Exosomes in Metabolic Diseases: From Molecular Mechanisms to Clinical Applications

Exosomes, nanoscale vesicles secreted by diverse cell types, serve as critical mediators of intercellular and interorgan communication in metabolic physiology. Their unique advantages include encapsulating cell-specific biomolecules that reflect cellular origins, enabling noninvasive liquid biopsy for early disease detection through distinct signatures (e.g., miRNA profiles), and functioning as biocompatible drug delivery platforms or bioactive therapeutics in preclinical models. However, despite their transformative potential in metabolic disease diagnostics and therapy, a systematic synthesis of recent advances, molecular mechanisms, and clinical translation challenges is lacking.
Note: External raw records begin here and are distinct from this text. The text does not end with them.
// [libs/core/envelope-crypto/src/passphrase.rs]
/*!
 * Camino simétrico heredado de passphrase de sitio (spec §6,
 * "Site-passphrase block (alternative flow)"). Usado cuando el operador
 * opta por `SITE_MASTER_PASSPHRASE` en vez del sobre X25519 por-dispositivo
 * — p. ej. sitios sin aprovisionamiento de clave pública por dispositivo.
 *
 * Clave = PBKDF2-HMAC-SHA256(passphrase, salt, 100_000, 32), exactamente
 * como especifica spec §6.
 */

use aes_gcm::aead::{Aead, KeyInit, Payload};
use aes_gcm::{Aes256Gcm, Key, Nonce};
use base64::{engine::general_purpose::STANDARD as BASE64, Engine};
use rand::rngs::OsRng;
use rand::RngCore;
use serde::{Deserialize, Serialize};
use serde_json::Value;
use zeroize::Zeroize;

use crate::errors::EnvelopeError;

const PBKDF2_ROUNDS: u32 = 100_000;
const DEK_LEN: usize = 32;
const SALT_LEN: usize = 16;
const NONCE_LEN: usize = 12;
const ALGO_LABEL: &str = "AES-256-GCM";
const SCHEMA_VERSION: i32 = 1;

#[derive(Debug, Clone, Serialize, Deserialize)]
pub struct PassphraseEnvelope {
    pub ciphertext: String,
    pub iv: String,
    pub salt: String,
    pub algo: String,
    pub version: i32,
}

fn derive_key(passphrase: &str, salt: &[u8]) -> [u8; DEK_LEN] {
    let mut key = [0u8; DEK_LEN];
    pbkdf2::pbkdf2_hmac::<sha2::Sha256>(passphrase.as_bytes(), salt, PBKDF2_ROUNDS, &mut key);
    key
}

pub fn seal_with_passphrase(passphrase: &str, plaintext: &Value) -> Result<PassphraseEnvelope, EnvelopeError> {
    let mut salt = [0u8; SALT_LEN];
    OsRng.fill_bytes(&mut salt);
    let mut iv = [0u8; NONCE_LEN];
    OsRng.fill_bytes(&mut iv);

    let mut key = derive_key(passphrase, &salt);
    let plaintext_bytes =
        serde_json::to_vec(plaintext).map_err(|e| EnvelopeError::Serialization(e.to_string()))?;

    let cipher = Aes256Gcm::new(Key::<Aes256Gcm>::from_slice(&key));
    let ciphertext = cipher
        .encrypt(Nonce::from_slice(&iv), Payload { msg: &plaintext_bytes, aad: &[] })
        .map_err(|_| EnvelopeError::Encoding("AES-GCM seal failed".into()))?;

    key.zeroize();

    Ok(PassphraseEnvelope {
        ciphertext: BASE64.encode(ciphertext),
        iv: BASE64.encode(iv),
        salt: BASE64.encode(salt),
        algo: ALGO_LABEL.to_string(),
        version: SCHEMA_VERSION,
    })
}

pub fn unseal_with_passphrase(passphrase: &str, envelope: &PassphraseEnvelope) -> Result<Value, EnvelopeError> {
    if envelope.algo != ALGO_LABEL {
        return Err(EnvelopeError::Validation(format!("unsupported algo: {}", envelope.algo)));
    }

    let salt = BASE64.decode(&envelope.salt).map_err(|e| EnvelopeError::Encoding(e.to_string()))?;
    let iv = BASE64.decode(&envelope.iv).map_err(|e| EnvelopeError::Encoding(e.to_string()))?;
    let ciphertext = BASE64.decode(&envelope.ciphertext).map_err(|e| EnvelopeError::Encoding(e.to_string()))?;

    let mut key = derive_key(passphrase, &salt);
    let cipher = Aes256Gcm::new(Key::<Aes256Gcm>::from_slice(&key));
    let plaintext = cipher
        .decrypt(Nonce::from_slice(&iv), Payload { msg: &ciphertext, aad: &[] })
        .map_err(|_| EnvelopeError::AuthenticationFailed);
    key.zeroize();

    serde_json::from_slice(&plaintext?).map_err(|e| EnvelopeError::Serialization(e.to_string()))
}

#[cfg(test)]
mod tests {
    use super::*;
    use serde_json::json;

    #[test]
    fn round_trips_plaintext_exactly() {
        let plaintext = json!({"ssh_user": "root", "ssh_password": "x"});
        let envelope = seal_with_passphrase("correct horse battery staple", &plaintext).unwrap();
        let decrypted = unseal_with_passphrase("correct horse battery staple", &envelope).unwrap();
        assert_eq!(decrypted, plaintext);
    }

    #[test]
    fn wrong_passphrase_fails_authentication() {
        let plaintext = json!({"ssh_user": "root"});
        let envelope = seal_with_passphrase("correct horse battery staple", &plaintext).unwrap();
        let result = unseal_with_passphrase("wrong passphrase", &envelope);
        assert_eq!(result, Err(EnvelopeError::AuthenticationFailed));
    }

    #[test]
    fn envelope_matches_wire_shape() {
        let plaintext = json!({"k": "v"});
        let envelope = seal_with_passphrase("p", &plaintext).unwrap();
        assert_eq!(envelope.algo, "AES-256-GCM");
        assert_eq!(envelope.version, 1);
    }
}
To address this gap, this review synthesizes cutting-edge insights into exosome biology—spanning composition, biogenesis, secretion, and tissue-specific roles in adipose, liver, muscle, and pancreas—and critically evaluates their dual diagnostic–therapeutic applications across obesity, diabetes, nonalcoholic fatty liver disease (NAFLD), and associated complications. We further delineate key translational hurdles (e.g., production scalability, cargo heterogeneity, and clinical validation) and propose strategies for standardization. By integrating interdisciplinary advances from nanotechnology, omics, and artificial intelligence (AI), this work provides a foundational framework to accelerate the clinical implementation of exosome-based approaches, ultimately advancing precision medicine for metabolic disorders.